Rising commodities prices are fanning flames that inflation will continue to increase and reduce the pace of economic growth.

Stock markets across Asia are lower on Tuesday, with US equity futures negative.

The S&P/ASX 200 slipped below 7000 and made a final dive to close at the day's lows, losing 0.8% to 6980.30, weighed down by energy stocks and the materials sector.

Bloomberg is reporting that traders on Monday piled into options that oil could surge even further after rising to the highest since 2008, with some even placing low-cost bets that futures surpass US$200 before the end of March. Oil has rallied more than 30% since the invasion on 24 February and traders and banks are betting prices will keep climbing.

JPMorgan Chase said last week that Brent crude could end the year at US$185 a barrel should Russian supplies continue to be disrupted, while Australia & New Zealand Banking Group saw around 5 million barrels a day of pipeline and seaborne oil supplies being impacted by new sanctions. 

Other commodities including wheat and corn have seen dramatic price spikes on fear of supply restrictions after Russia's invasion of Ukraine.

Nickel prices surge 90% to a record as the metal used in stainless steel and electric vehicles soared to a record of US$55,000 a tonne on Monday, before closing at US$48,078 a tonne.

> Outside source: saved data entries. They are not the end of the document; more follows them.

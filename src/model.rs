use serde::{Deserialize, Serialize};
use thiserror::Error;

/// Monotonic tag distinguishing successive provider attempts and scenario
/// runs. Async results carry the generation that spawned them; the dispatcher
/// drops anything tagged with a superseded generation.
#[derive(Debug, Clone, Copy, PartialEq, Eq, Hash, Default, Serialize, Deserialize)]
pub struct Generation(u64);

impl Generation {
    /// Advance to the next generation, invalidating all in-flight results
    /// tagged with the current one.
    pub fn bump(&mut self) -> Generation {
        self.0 += 1;
        *self
    }
}

impl std::fmt::Display for Generation {
    fn fmt(&self, f: &mut std::fmt::Formatter<'_>) -> std::fmt::Result {
        write!(f, "g{}", self.0)
    }
}

/// One recorded step of a scenario run. Immutable once produced.
#[derive(Debug, Clone, PartialEq, Eq, Serialize, Deserialize)]
pub struct StepResult {
    /// Which session/transaction the step belongs to ("Session A", "Setup", …).
    pub session: String,
    /// 1-based position within the run; 0 for section headers.
    pub step: u32,
    pub description: String,
    /// The operation being performed, shell syntax.
    pub query: String,
    /// The observed outcome.
    pub result: String,
    pub success: bool,
    /// Section headers carry only a description.
    pub is_header: bool,
}

impl StepResult {
    pub fn header(description: impl Into<String>) -> Self {
        Self {
            session: String::new(),
            step: 0,
            description: description.into(),
            query: String::new(),
            result: String::new(),
            success: true,
            is_header: true,
        }
    }
}

/// Errors surfaced when starting or stopping a database provider.
///
/// Start failures are recoverable: the UI shows them inline and returns to
/// provider selection. Stop failures are best-effort and only logged.
#[derive(Debug, Clone, Error)]
pub enum ProviderError {
    #[error("failed to start {name}: {reason}")]
    Start { name: String, reason: String },
    #[error("failed to stop {name}: {reason}")]
    Stop { name: String, reason: String },
}

impl ProviderError {
    pub fn start(name: impl Into<String>, reason: impl std::fmt::Display) -> Self {
        Self::Start {
            name: name.into(),
            reason: format!("{reason:#}"),
        }
    }

    pub fn stop(name: impl Into<String>, reason: impl std::fmt::Display) -> Self {
        Self::Stop {
            name: name.into(),
            reason: format!("{reason:#}"),
        }
    }
}

/// Errors surfaced by a scenario run. All of these are recoverable: the run
/// view shows them and the session is marked done.
#[derive(Debug, Clone, Error)]
pub enum ScenarioError {
    #[error("setup failed: {0}")]
    Setup(String),
    #[error("{0}")]
    Run(String),
    #[error("cleanup failed: {0}")]
    Cleanup(String),
}

#[cfg(test)]
mod tests {
    use super::*;

    #[test]
    fn generation_bump_is_monotonic() {
        let mut g = Generation::default();
        let a = g.bump();
        let b = g.bump();
        assert_ne!(a, b);
        assert_eq!(g, b);
        assert_ne!(g, a);
    }

    #[test]
    fn header_steps_carry_no_index() {
        let h = StepResult::header("Phase one");
        assert!(h.is_header);
        assert_eq!(h.step, 0);
        assert!(h.query.is_empty());
    }
}
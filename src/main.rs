mod cli;
mod logging;
mod model;
mod provider;
mod runner;
mod scenario;
#[cfg(feature = "tui")]
mod tui;

use anyhow::Result;
use clap::Parser;

#[tokio::main]
async fn main() -> Result<()> {
    let args = cli::Cli::parse();
    let log_path = args
        .log_file
        .clone()
        .unwrap_or_else(logging::default_log_path);
    logging::init(&log_path)?;

    cli::run(args).await
}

The spike was fueled by a short squeeze and concerns over tightening supplies from Russia, according to Bloomberg. Prices rose as much as 12.3% to US$53,980 a tonne on Tuesday, and traded at US$53,100 a tonne by 11:06 a.m. Shanghai time.

The Aussie dollar is at US73.11c against the US dollar.

Bitcoin is US$38,448.

Gold is US$1989.50 an ounce.

Brent crude oil is around US$127.67 a barrel.

WTI crude oil is at US$122.36 a barrel.